= Susanne Dierolf =

German mathematician (1942–2009)

Susanne Dierolf (16 July 1942 – 24 April 2009) was a German mathematician specializing in the theory of topological vector spaces. She was a professor for many years at the University of Trier.

==Life==
Dierolf was born on 16 July 1942 in Bratislava, at the time under German occupation and administered as part of Lower Austria.

She completed her doctorate in 1974 at LMU Munich, with the dissertation Über Vererbbarkeitseigenschaften in topologischen Vektorräumen supervised by Walter Roelcke. She continued at LMU Munich as an assistant, earning her habilitation there in 1985. She became a Privatdozent at Trier in 1985, and außerplanmäßiger Professor in 1991.

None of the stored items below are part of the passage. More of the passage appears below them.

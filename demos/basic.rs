//! A small service on top of servkit: built-in endpoints, token auth, rate
//! limiting, a custom middleware and an outbound call that keeps the
//! correlation id.
//!
//! Run with:
//!   PORT=3000 LOG_FORMAT=pretty cargo run --example basic
//!
//! Try:
//!   curl -i http://localhost:3000/health
//!   curl -i http://localhost:3000/metrics
//!   curl -i -H 'authorization: Bearer demo-token' http://localhost:3000/users/42
//!   curl -i http://localhost:3000/t/demo-token/users/42
//!   curl -i -H 'x-request-id: abc123' http://localhost:3000/version

use servkit::middleware::{Next, RateLimit, TokenAuth, from_fn};
use servkit::{App, Client, Config, Envelope, IntoResponse, Json, Request, Response, StatusCode};

#[tokio::main]
async fn main() {
    servkit::telemetry::init();

    App::new(Config::load("demo", "0.1.0"))
        .with_middleware(from_fn(powered_by))
        .with_middleware(TokenAuth::new(["demo-token"]))
        .with_middleware(RateLimit::new(5.0, 10))
        .get("/users/{id}", get_user)
        .get("/t/{token}/users/{id}", get_user)
        .post("/users", create_user)
        .get("/upstream", upstream)
        .start()
        .await;
}

async fn powered_by(req: Request, next: Next) -> Response {
    let mut res = next.run(req).await;
    res.headers_mut().insert("x-powered-by", "servkit".parse().unwrap());
    res
}

// GET /users/{id}
async fn get_user(req: Request) -> Envelope {
    let id = req.param("id").unwrap_or("unknown");
    Envelope::success(serde_json::json!({ "id": id, "name": "alice" }))
}

// POST /users
async fn create_user(req: Request) -> Response {
    let Ok(input) = serde_json::from_slice::<serde_json::Value>(req.body()) else {
        return Envelope::error(400, "body must be JSON").into_response();
    };
    (StatusCode::CREATED, Json(Envelope::success(input))).into_response()
}

// GET /upstream: calls our own /version, forwarding the request id.
async fn upstream(req: Request) -> Response {
    let port = std::env::var("PORT").unwrap_or_else(|_| "8080".into());
    let url = format!("http://127.0.0.1:{port}/version");

    match Client::new().get(&url, req.request_id()).await {
        Ok(res) => Response::text(String::from_utf8_lossy(res.body()).into_owned()),
        Err(e) => Envelope::error(502, e.to_string()).into_response(),
    }
}
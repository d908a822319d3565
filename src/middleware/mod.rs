//! Middleware layer.
//!
//! A middleware receives the request and a [`Next`] handle to the rest of the
//! chain, and returns the response. Layers run in registration order on the
//! way in and in reverse order on the way out:
//!
//! ```text
//! request ─▶ request_id ─▶ logging ─▶ metrics ─▶ auth ─▶ router ─▶ handler
//! response ◀──────────────────────────────────────────────────────────┘
//! ```
//!
//! Built-in layers:
//! - [`RequestIdLayer`]: correlation id, propagated or generated
//! - [`Logging`]: one structured `request_completed` event per request
//! - [`Metrics`]: feeds the shared [`Stats`](crate::Stats) aggregate
//! - [`TokenAuth`]: static bearer / legacy path token check
//! - [`RateLimit`]: per-client token bucket
//!
//! Write your own with [`from_fn`]:
//!
//! ```rust,no_run
//! use servkit::middleware::{from_fn, Next};
//! use servkit::{Request, Response, Router};
//!
//! async fn server_header(req: Request, next: Next) -> Response {
//!     let mut res = next.run(req).await;
//!     res.headers_mut().insert("server", "servkit".parse().unwrap());
//!     res
//! }
//!
//! let app = Router::new().layer(from_fn(server_header));
//! ```

pub mod auth;
pub mod logging;
pub mod metrics;
pub mod rate_limit;
pub mod request_id;

use std::future::Future;
use std::sync::Arc;

use crate::handler::{BoxFuture, BoxedHandler, ErasedHandler};
use crate::request::Request;
use crate::response::{IntoResponse, Response};

pub use auth::TokenAuth;
pub use logging::Logging;
pub use metrics::Metrics;
pub use rate_limit::{RateLimit, RateLimiter};
pub use request_id::{RequestId, RequestIdLayer};

/// A request interceptor.
pub trait Middleware: Send + Sync + 'static {
    fn handle(&self, req: Request, next: Next) -> BoxFuture;
}

/// The remainder of the chain after the current middleware.
#[derive(Clone)]
pub struct Next {
    inner: BoxedHandler,
}

impl Next {
    /// Passes the request on and resolves to the inner response.
    pub async fn run(self, req: Request) -> Response {
        self.inner.call(req).await
    }
}

/// Adapts an `async fn(Request, Next) -> impl IntoResponse` into a [`Middleware`].
pub fn from_fn<F, Fut, R>(f: F) -> FromFn<F>
where
    F: Fn(Request, Next) -> Fut + Send + Sync + 'static,
    Fut: Future<Output = R> + Send + 'static,
    R: IntoResponse + Send + 'static,
{
    FromFn(f)
}

/// Middleware returned by [`from_fn`].
pub struct FromFn<F>(F);

impl<F, Fut, R> Middleware for FromFn<F>
where
    F: Fn(Request, Next) -> Fut + Send + Sync + 'static,
    Fut: Future<Output = R> + Send + 'static,
    R: IntoResponse + Send + 'static,
{
    fn handle(&self, req: Request, next: Next) -> BoxFuture {
        let fut = (self.0)(req, next);
        Box::pin(async move { fut.await.into_response() })
    }
}

/// One middleware bound to the handler it wraps.
struct Layered {
    middleware: Arc<dyn Middleware>,
    next: BoxedHandler,
}

impl ErasedHandler for Layered {
    fn call(&self, req: Request) -> BoxFuture {
        let next = Next { inner: Arc::clone(&self.next) };
        self.middleware.handle(req, next)
    }
}

/// Wraps `endpoint` so that `layers[0]` is outermost.
pub(crate) fn chain(endpoint: BoxedHandler, layers: &[Arc<dyn Middleware>]) -> BoxedHandler {
    layers.iter().rev().fold(endpoint, |next, middleware| {
        Arc::new(Layered { middleware: Arc::clone(middleware), next })
    })
}

#[cfg(test)]
pub(crate) mod test_support {
    use bytes::Bytes;
    use http::Method;

    use crate::request::Request;

    pub fn get(path: &str) -> Request {
        request(Method::GET, path, &[])
    }

    pub fn request(method: Method, path: &str, headers: &[(&str, &str)]) -> Request {
        let mut builder = http::Request::builder().method(method).uri(path);
        for (name, value) in headers {
            builder = builder.header(*name, *value);
        }
        let req = builder.body(Bytes::new()).unwrap();
        Request::from_http(req, Some("10.0.0.7:51234".parse().unwrap()))
    }
}
//! Service configuration.
//!
//! Two sources, neither of which may fail the process:
//!
//! - `PORT` from the environment, `8080` when unset or empty;
//! - `service.yaml` in the working directory, from which only the top-level
//!   `version:` and `name:` lines are read. A missing or unreadable file just
//!   means the defaults apply.

use std::path::Path;

use tracing::debug;

/// Port used when `PORT` is unset or empty.
pub const DEFAULT_PORT: &str = "8080";

/// Metadata file looked up in the working directory.
pub const METADATA_FILE: &str = "service.yaml";

/// Resolved service configuration.
#[derive(Clone, Debug, PartialEq, Eq)]
pub struct Config {
    pub port: String,
    pub app_name: String,
    pub version: String,
}

/// Fields read from `service.yaml`.
#[derive(Clone, Debug, Default, PartialEq, Eq)]
pub struct ServiceMetadata {
    pub version: Option<String>,
    pub name: Option<String>,
}

impl ServiceMetadata {
    /// Reads and parses `path`.
    pub fn read(path: impl AsRef<Path>) -> std::io::Result<Self> {
        std::fs::read_to_string(path).map(|text| Self::parse(&text))
    }

    /// Line-oriented scan: the last `version:` and `name:` lines win, quotes
    /// around the value are stripped, everything else is ignored.
    pub fn parse(text: &str) -> Self {
        let mut meta = Self::default();
        for line in text.lines().map(str::trim) {
            if let Some(v) = field(line, "version:") {
                meta.version = Some(v);
            } else if let Some(v) = field(line, "name:") {
                meta.name = Some(v);
            }
        }
        meta
    }
}

fn field(line: &str, key: &str) -> Option<String> {
    let value = line.strip_prefix(key)?.trim();
    let value = value.trim_matches(|c| c == '"' || c == '\'');
    (!value.is_empty()).then(|| value.to_owned())
}

impl Config {
    /// Loads configuration from the environment and `service.yaml`.
    ///
    /// The file's version overrides `default_version`; the file's name is
    /// only used when `app_name` is empty.
    pub fn load(app_name: &str, default_version: &str) -> Self {
        let metadata = match ServiceMetadata::read(METADATA_FILE) {
            Ok(meta) => meta,
            Err(e) => {
                debug!(file = METADATA_FILE, error = %e, "service metadata unavailable, using defaults");
                ServiceMetadata::default()
            }
        };
        Self::resolve(app_name, default_version, std::env::var("PORT").ok(), metadata)
    }

    /// Merges explicit inputs with the same precedence rules as [`load`](Self::load).
    pub fn resolve(
        app_name: &str,
        default_version: &str,
        port: Option<String>,
        metadata: ServiceMetadata,
    ) -> Self {
        let version = metadata.version.unwrap_or_else(|| default_version.to_owned());
        let app_name = match metadata.name {
            Some(name) if app_name.is_empty() => name,
            _ => app_name.to_owned(),
        };
        let port = port
            .filter(|p| !p.is_empty())
            .unwrap_or_else(|| DEFAULT_PORT.to_owned());

        Self { port, app_name, version }
    }

    /// `0.0.0.0:<port>`
    pub fn listen_addr(&self) -> String {
        format!("0.0.0.0:{}", self.port)
    }
}

#[cfg(test)]
mod tests {
    use super::*;

    #[test]
    fn parses_quoted_and_bare_values() {
        let meta = ServiceMetadata::parse(
            "# service descriptor\nname: \"billing\"\n  version: '1.4.2'\nowner: team-a\n",
        );
        assert_eq!(meta.name.as_deref(), Some("billing"));
        assert_eq!(meta.version.as_deref(), Some("1.4.2"));
    }

    #[test]
    fn empty_values_are_absent() {
        let meta = ServiceMetadata::parse("version:\nname: \"\"\n");
        assert_eq!(meta, ServiceMetadata::default());
    }

    #[test]
    fn file_version_wins_and_name_is_fallback_only() {
        let meta = ServiceMetadata {
            version: Some("2.0.0".into()),
            name: Some("from-file".into()),
        };

        let cfg = Config::resolve("explicit", "0.0.1", None, meta.clone());
        assert_eq!(cfg.version, "2.0.0");
        assert_eq!(cfg.app_name, "explicit");

        let cfg = Config::resolve("", "0.0.1", None, meta);
        assert_eq!(cfg.app_name, "from-file");
    }

    #[test]
    fn port_defaults_when_unset_or_empty() {
        let meta = ServiceMetadata::default;
        assert_eq!(Config::resolve("a", "1", None, meta()).port, "8080");
        assert_eq!(Config::resolve("a", "1", Some(String::new()), meta()).port, "8080");

        let cfg = Config::resolve("a", "1", Some("9090".into()), meta());
        assert_eq!(cfg.port, "9090");
        assert_eq!(cfg.version, "1");
        assert_eq!(cfg.listen_addr(), "0.0.0.0:9090");
    }

    #[test]
    fn missing_file_is_an_error_for_read_only() {
        assert!(ServiceMetadata::read("/definitely/not/here/service.yaml").is_err());
    }
}
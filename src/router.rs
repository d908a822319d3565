//! Radix-tree request router.
//!
//! One tree per HTTP method, O(path-length) lookup. Middleware registered with
//! [`Router::layer`] wraps the whole routing table, so unmatched requests (404)
//! still pass through request-id, logging and metrics.

use std::collections::HashMap;
use std::sync::Arc;

use http::{Method, StatusCode};
use matchit::Router as MatchitRouter;

use crate::handler::{BoxFuture, BoxedHandler, ErasedHandler, Handler};
use crate::middleware::{self, Middleware};
use crate::request::Request;
use crate::response::Response;

/// The application router.
///
/// Build it once at startup; pass it to [`Server::serve`](crate::Server::serve).
/// Every registration returns `self` so calls chain naturally.
pub struct Router {
    routes: Routes,
    layers: Vec<Arc<dyn Middleware>>,
}

#[derive(Default)]
struct Routes {
    trees: HashMap<Method, MatchitRouter<BoxedHandler>>,
}

impl Router {
    pub fn new() -> Self {
        Self { routes: Routes::default(), layers: Vec::new() }
    }

    /// Register a handler for a method + path pair.
    ///
    /// Path parameters use `{name}` syntax; `req.param("name")` retrieves them:
    ///
    /// ```rust,no_run
    /// # use servkit::{Method, Request, Response, Router};
    /// # async fn get_user(_: Request) -> Response { Response::text("") }
    /// # async fn create_user(_: Request) -> Response { Response::text("") }
    /// Router::new()
    ///     .on(Method::GET,  "/users/{id}", get_user)
    ///     .on(Method::POST, "/users",      create_user);
    /// ```
    ///
    /// # Panics
    ///
    /// Panics if `path` is not a valid route or conflicts with one already
    /// registered for the same method. Routes are fixed at startup.
    pub fn on(mut self, method: Method, path: &str, handler: impl Handler) -> Self {
        self.routes
            .trees
            .entry(method)
            .or_default()
            .insert(path, handler.into_boxed_handler())
            .unwrap_or_else(|e| panic!("invalid route `{path}`: {e}"));
        self
    }

    pub fn get(self, path: &str, handler: impl Handler) -> Self {
        self.on(Method::GET, path, handler)
    }

    pub fn post(self, path: &str, handler: impl Handler) -> Self {
        self.on(Method::POST, path, handler)
    }

    pub fn put(self, path: &str, handler: impl Handler) -> Self {
        self.on(Method::PUT, path, handler)
    }

    pub fn delete(self, path: &str, handler: impl Handler) -> Self {
        self.on(Method::DELETE, path, handler)
    }

    /// Adds a middleware layer. The first layer added sees the request first
    /// and the response last.
    pub fn layer(mut self, middleware: impl Middleware) -> Self {
        self.layers.push(Arc::new(middleware));
        self
    }

    pub(crate) fn push_layers_front(&mut self, front: Vec<Arc<dyn Middleware>>) {
        self.layers.splice(0..0, front);
    }

    /// Collapses routes and layers into one handler.
    pub(crate) fn into_handler(self) -> BoxedHandler {
        middleware::chain(Arc::new(self.routes), &self.layers)
    }
}

impl Default for Router {
    fn default() -> Self { Self::new() }
}

impl Routes {
    fn lookup(&self, method: &Method, path: &str) -> Option<(BoxedHandler, HashMap<String, String>)> {
        let tree = self.trees.get(method)?;
        let matched = tree.at(path).ok()?;
        let handler = Arc::clone(matched.value);
        let params = matched.params.iter()
            .map(|(k, v)| (k.to_owned(), v.to_owned()))
            .collect();
        Some((handler, params))
    }

    fn allows_other_method(&self, method: &Method, path: &str) -> bool {
        self.trees
            .iter()
            .any(|(m, tree)| m != method && tree.at(path).is_ok())
    }
}

impl ErasedHandler for Routes {
    fn call(&self, mut req: Request) -> BoxFuture {
        match self.lookup(req.method(), req.path()) {
            Some((handler, params)) => {
                req.params = params;
                handler.call(req)
            }
            None => {
                let status = if self.allows_other_method(req.method(), req.path()) {
                    StatusCode::METHOD_NOT_ALLOWED
                } else {
                    StatusCode::NOT_FOUND
                };
                Box::pin(async move { Response::status(status) })
            }
        }
    }
}

#[cfg(test)]
mod tests {
    use super::*;
    use bytes::Bytes;

    fn request(method: Method, path: &str) -> Request {
        let req = http::Request::builder()
            .method(method)
            .uri(path)
            .body(Bytes::new())
            .unwrap();
        Request::from_http(req, None)
    }

    async fn echo_id(req: Request) -> String {
        req.param("id").unwrap_or("none").to_owned()
    }

    #[tokio::test]
    async fn routes_by_method_and_extracts_params() {
        let handler = Router::new().get("/users/{id}", echo_id).into_handler();

        let res = handler.call(request(Method::GET, "/users/42")).await;
        assert_eq!(res.status_code(), StatusCode::OK);
        assert_eq!(res.body(), b"42");
    }

    #[tokio::test]
    async fn unknown_path_is_404_and_wrong_method_is_405() {
        let handler = Router::new().get("/users/{id}", echo_id).into_handler();

        let res = handler.call(request(Method::GET, "/nope")).await;
        assert_eq!(res.status_code(), StatusCode::NOT_FOUND);

        let res = handler.call(request(Method::POST, "/users/1")).await;
        assert_eq!(res.status_code(), StatusCode::METHOD_NOT_ALLOWED);
    }
}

She died on 24 April 2009.

==Research==
Dierolf published 71 mathematics papers and was the advisor to ten doctoral students. Highlights of her research contributions include the solution of four problems of Alexander Grothendieck and of a conjecture of Dmitriĭ A. Raĭkov. Her work often involved the construction of counterexamples, for which she became known as "Mrs. Counterexample".

Beyond the main part of her work on topological vector spaces, she was also a coauthor of a book on topological group theory, Uniform structures on topological groups and their quotients (with Walter Roelcke, McGraw-Hill, 1981).

==Recognition==
A special volume of the journal Functiones et Approximatio Commentarii Mathematici was published in Dierolf's memory in 2011.